<140>Je dois cependant rendre compte de quelques faux raisonnements qui se trouvent dans ce chapitre. Machiavel prétend que ce qui rend un prince odieux, c'est lorsqu'il s'empare injustement du bien de ses sujets, et qu'il attente à la pudicité de leurs femmes. Il est sûr qu'un prince intéressé, injuste, violent et cruel ne pourra point manquer d'être haï et de se rendre odieux à ses peuples; mais il n'en est pas toutefois de même de la galanterie. Jules César, que l'on appelait à Rome le mari de toutes les femmes et la femme de tous les maris, Louis XIV, qui aimait beaucoup les femmes, Auguste Ier, roi de Pologne, qui les avait en commun avec ses sujets, ces princes ne furent point haïs à cause de leurs amours; et si César fut assassiné, si la liberté romaine enfonça tant de poignards dans son flanc, ce fut parce que César était un usurpateur, et non pas à cause que César était galant.

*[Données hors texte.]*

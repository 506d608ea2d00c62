//! Audio decoding via symphonia.
//!
//! Decodes a fetched byte buffer into a channel-0 `f32` sample buffer
//! for waveform reduction, and probes uploaded tracks for their real
//! duration.

use concepto_core::{ConceptoError, Result, Seconds};
use symphonia::core::audio::SampleBuffer;
use symphonia::core::codecs::DecoderOptions;
use symphonia::core::errors::Error as SymphoniaError;
use symphonia::core::formats::FormatOptions;
use symphonia::core::io::MediaSourceStream;
use symphonia::core::meta::MetadataOptions;
use symphonia::core::probe::Hint;

/// Channel-0 samples of a decoded audio source.
#[derive(Debug, Clone)]
pub struct DecodedAudio {
    /// Channel 0 only; the visualization and sync paths are mono.
    pub samples: Vec<f32>,
    /// Source sample rate.
    pub sample_rate: u32,
}

impl DecodedAudio {
    /// Duration in seconds.
    pub fn duration_seconds(&self) -> Seconds {
        if self.sample_rate == 0 {
            return 0.0;
        }
        self.samples.len() as f64 / f64::from(self.sample_rate)
    }
}

/// Decode a byte buffer to channel-0 `f32` samples.
pub fn decode_channel0(bytes: &[u8]) -> Result<DecodedAudio> {
    let mss = MediaSourceStream::new(
        Box::new(std::io::Cursor::new(bytes.to_vec())),
        Default::default(),
    );

    let probed = symphonia::default::get_probe()
        .format(
            &Hint::new(),
            mss,
            &FormatOptions::default(),
            &MetadataOptions::default(),
        )
        .map_err(|e| ConceptoError::Decode(format!("unrecognized container: {}", e)))?;

    let mut format = probed.format;
    let track = format
        .default_track()
        .ok_or_else(|| ConceptoError::Decode("no audio track in container".into()))?;
    let track_id = track.id;

    let mut decoder = symphonia::default::get_codecs()
        .make(&track.codec_params, &DecoderOptions::default())
        .map_err(|e| ConceptoError::Decode(format!("unsupported codec: {}", e)))?;

    let mut samples = Vec::new();
    let mut sample_rate = 0u32;
    let mut sample_buf: Option<SampleBuffer<f32>> = None;

    loop {
        let packet = match format.next_packet() {
            Ok(p) => p,
            Err(SymphoniaError::IoError(e))
                if e.kind() == std::io::ErrorKind::UnexpectedEof =>
            {
                break;
            }
            Err(SymphoniaError::ResetRequired) => break,
            Err(e) => return Err(ConceptoError::Decode(e.to_string())),
        };

        if packet.track_id() != track_id {
            continue;
        }

        let decoded = match decoder.decode(&packet) {
            Ok(d) => d,
            // recoverable corruption: skip the packet
            Err(SymphoniaError::DecodeError(_)) => continue,
            Err(e) => return Err(ConceptoError::Decode(e.to_string())),
        };

        let spec = *decoded.spec();
        sample_rate = spec.rate;
        let channels = spec.channels.count().max(1);

        if sample_buf.is_none() {
            sample_buf = Some(SampleBuffer::<f32>::new(decoded.capacity() as u64, spec));
        }
        let buf = sample_buf.as_mut().unwrap();
        buf.copy_interleaved_ref(decoded);

        samples.extend(buf.samples().iter().step_by(channels));
    }

    if samples.is_empty() || sample_rate == 0 {
        return Err(ConceptoError::Decode("no decodable audio samples".into()));
    }

    Ok(DecodedAudio {
        samples,
        sample_rate,
    })
}

/// Probe the duration of an uploaded audio source. Uses container
/// metadata when present, falling back to a full decode.
pub fn probe_duration(bytes: &[u8]) -> Result<Seconds> {
    let mss = MediaSourceStream::new(
        Box::new(std::io::Cursor::new(bytes.to_vec())),
        Default::default(),
    );

    let probed = symphonia::default::get_probe()
        .format(
            &Hint::new(),
            mss,
            &FormatOptions::default(),
            &MetadataOptions::default(),
        )
        .map_err(|e| ConceptoError::Decode(format!("unrecognized container: {}", e)))?;

    let params = probed
        .format
        .default_track()
        .ok_or_else(|| ConceptoError::Decode("no audio track in container".into()))?
        .codec_params
        .clone();

    if let (Some(n_frames), Some(rate)) = (params.n_frames, params.sample_rate) {
        if rate > 0 {
            return Ok(n_frames as f64 / f64::from(rate));
        }
    }

    Ok(decode_channel0(bytes)?.duration_seconds())
}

On m'objectera peut-être l'expulsion des rois de Rome au sujet de l'attentat commis contre la pudicité de Lucrèce, pour soutenir le sentiment de Machiavel; mais je réponds que, non pas l'amour du jeune Tarquin pour Lucrèce, mais la manière violente de faire cet amour donna lieu au soulèvement de Rome; et que, comme cette violence réveillait dans la mémoire du peuple l'idée d'autres violences commises par les Tarquins, ils songèrent alors sérieusement à s'en venger, si pourtant l'aventure de Lucrèce n'est pas un roman.

Je ne dis point ceci pour excuser la galanterie des princes, elle peut être moralement mauvaise; je ne me suis ici attaché à autre chose qu'à montrer qu'elle ne rendait point odieux les souverains. On regarde l'amour, dans les bons princes, comme une faiblesse pardonnable, pourvu qu'elle ne soit point accompagnée d'injustices. On peut faire l'amour comme Louis XIV, comme Charles II, roi d'Angleterre, comme le roi Auguste; mais il ne faut imiter ni Néron ni David.

Voici, ce me semble, une contradiction en forme. Le politique veut, « Qu'un prince se fasse aimer de ses sujets, pour éviter les con- »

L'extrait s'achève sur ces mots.